37.As explained in Bosire Ogero v Royal Media Services (Supra),The law of limitation of action is intended to bar the plaintiffs from instituting claims that are stale and aimed at protecting defendants against unreasonable delay in bringing of suits against them. The issue of limitation goes to the jurisdiction of the court to entertain claims and therefore if a matter is statute barred, the court has no jurisdiction to entertain the same. And even if the issue of limitation is not raised by a party to the proceedings, since it is a jurisdictional issue, the court cannot entertain a suit which it has no jurisdiction over. See the case of Pauline Wanjiru Thuo v David Mutegi Njuru CA 2778 of 1998. It is for this reason that the issue of jurisdiction must be raised at the earliest opportunity. As has been severally held, jurisdiction is everything, without which, a court of law downs its tools in respect of a matter before it the moment it holds the opinion that it is without it. (See Owners of Motor Vessel “Lillian S” V Caltex Oil (Kenya) Ltd (1989) KLI per Nyarangi JA) . . .”

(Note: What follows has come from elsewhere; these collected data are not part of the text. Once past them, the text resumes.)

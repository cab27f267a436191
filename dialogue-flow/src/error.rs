use thiserror::Error;

use crate::state::DialogueState;

pub type Result<T> = std::result::Result<T, FlowError>;

#[derive(Debug, Error)]
pub enum FlowError {
    #[error("no task registered for state {0}")]
    TaskNotFound(DialogueState),

    #[error("illegal transition from {from} to {to}")]
    IllegalTransition {
        from: DialogueState,
        to: DialogueState,
    },

    #[error("task execution failed: {0}")]
    TaskExecutionFailed(String),

    #[error("session storage error: {0}")]
    StorageError(String),
}
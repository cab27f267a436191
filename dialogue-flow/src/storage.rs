use async_trait::async_trait;
use dashmap::DashMap;
use serde::{Deserialize, Serialize};
use std::sync::Arc;

use crate::{context::SessionContext, error::Result, state::DialogueState};

/// One chat user's dialogue: where they are and what they picked so far.
#[derive(Debug, Clone, PartialEq, Serialize, Deserialize)]
pub struct Session {
    pub id: String,
    pub state: DialogueState,
    pub context: SessionContext,
}

impl Session {
    /// Fresh session sitting at the main menu
    pub fn new(id: impl Into<String>) -> Self {
        Self {
            id: id.into(),
            state: DialogueState::Idle,
            context: SessionContext::new(),
        }
    }
}

/// Trait for storing and retrieving sessions
#[async_trait]
pub trait SessionStorage: Send + Sync {
    async fn save(&self, session: Session) -> Result<()>;
    async fn get(&self, id: &str) -> Result<Option<Session>>;
    async fn delete(&self, id: &str) -> Result<()>;
}

/// In-memory implementation of SessionStorage
#[derive(Default)]
pub struct InMemorySessionStorage {
    sessions: Arc<DashMap<String, Session>>,
}

impl InMemorySessionStorage {
    pub fn new() -> Self {
        Self {
            sessions: Arc::new(DashMap::new()),
        }
    }

    pub fn len(&self) -> usize {
        self.sessions.len()
    }

    pub fn is_empty(&self) -> bool {
        self.sessions.is_empty()
    }
}

#[async_trait]
impl SessionStorage for InMemorySessionStorage {
    async fn save(&self, session: Session) -> Result<()> {
        self.sessions.insert(session.id.clone(), session);
        Ok(())
    }

    async fn get(&self, id: &str) -> Result<Option<Session>> {
        Ok(self.sessions.get(id).map(|entry| entry.clone()))
    }

    async fn delete(&self, id: &str) -> Result<()> {
        self.sessions.remove(id);
        Ok(())
    }
}
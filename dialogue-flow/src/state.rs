use serde::{Deserialize, Serialize};
use std::fmt;

/// Where a session currently is in the dialogue.
#[derive(Debug, Clone, Copy, PartialEq, Eq, Hash, Default, Serialize, Deserialize)]
#[serde(rename_all = "snake_case")]
pub enum DialogueState {
    /// Main menu, no flow in progress
    #[default]
    Idle,
    /// Next text is a doctor or specialization query
    AwaitingDoctorName,
    /// Waiting for a category selection or a search term inside the selected category
    AwaitingAnalysisInput,
    /// Next text is a free-form question
    AwaitingQuestion,
}

impl DialogueState {
    pub const ALL: [DialogueState; 4] = [
        DialogueState::Idle,
        DialogueState::AwaitingDoctorName,
        DialogueState::AwaitingAnalysisInput,
        DialogueState::AwaitingQuestion,
    ];

    /// Transition table. Staying put and returning to `Idle` are always legal;
    /// the waiting states can only be entered from `Idle`.
    pub fn can_transition_to(self, next: DialogueState) -> bool {
        use DialogueState::*;

        match (self, next) {
            (_, Idle) => true,
            (Idle, _) => true,
            (AwaitingDoctorName, AwaitingDoctorName) => true,
            (AwaitingAnalysisInput, AwaitingAnalysisInput) => true,
            (AwaitingQuestion, AwaitingQuestion) => true,
            _ => false,
        }
    }

    pub fn as_str(self) -> &'static str {
        match self {
            DialogueState::Idle => "idle",
            DialogueState::AwaitingDoctorName => "awaiting_doctor_name",
            DialogueState::AwaitingAnalysisInput => "awaiting_analysis_input",
            DialogueState::AwaitingQuestion => "awaiting_question",
        }
    }
}

impl fmt::Display for DialogueState {
    fn fmt(&self, f: &mut fmt::Formatter<'_>) -> fmt::Result {
        f.write_str(self.as_str())
    }
}
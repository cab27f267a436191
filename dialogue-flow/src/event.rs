use serde::{Deserialize, Serialize};

/// An inbound chat event. Kinds are structurally distinct: a callback is never
/// confused with a text message carrying the same characters.
#[derive(Debug, Clone, PartialEq, Eq, Serialize, Deserialize)]
#[serde(tag = "kind", rename_all = "snake_case")]
pub enum Event {
    /// Plain text typed by the user or sent by a reply-keyboard button
    Text { text: String },
    /// Data token of a pressed inline button
    Callback { data: String },
    /// Slash command without the leading slash, e.g. `start`
    Command { name: String },
    /// Voice clip available for download
    Voice { file_url: String },
}

impl Event {
    pub fn text(text: impl Into<String>) -> Self {
        Event::Text { text: text.into() }
    }

    pub fn callback(data: impl Into<String>) -> Self {
        Event::Callback { data: data.into() }
    }

    pub fn command(name: impl Into<String>) -> Self {
        Event::Command { name: name.into() }
    }

    pub fn voice(file_url: impl Into<String>) -> Self {
        Event::Voice {
            file_url: file_url.into(),
        }
    }

    pub fn kind(&self) -> &'static str {
        match self {
            Event::Text { .. } => "text",
            Event::Callback { .. } => "callback",
            Event::Command { .. } => "command",
            Event::Voice { .. } => "voice",
        }
    }
}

38.The 2nd Respondent submitted that this petition will be prejudicial to it owing to the Petitioner’s inordinate delay and in particular in relation to the evidence to rebut the Petitioner’s allegations.
39.In Akong’o Oyugi & 2 others v Attorney General (Supra), the court was categorical that;To invoke laches, the delay by the opposing party in initiating the lawsuit must be unreasonable and the unreasonable delay must prejudice the defendant. Examples of such prejudice; evidence favourable to the defendant becoming lost or degraded, witness favourable to the defendant dying or loosing their memories, the defendant making economic decisions that it would not have done had the lawsuit been filed earlier. . .”
40.Relatedly, although the decisions in Wamahiu Kihoro Wambugu v Attorney General Petition No. 468 of 2014, Mugo Theuri v Attorney General, Ochieng Kenneth Kogutu v Kenyatta University & 2 others Petition No. 306 of 2012 and others held that there is no time limitation of constitutional petitions, the delay in filing the same must not be inordinate and must be explained plausibly.
41.The Petitioner herein has neither annexed any document nor explained the inordinate delay of about 40 years since the cause of action arose.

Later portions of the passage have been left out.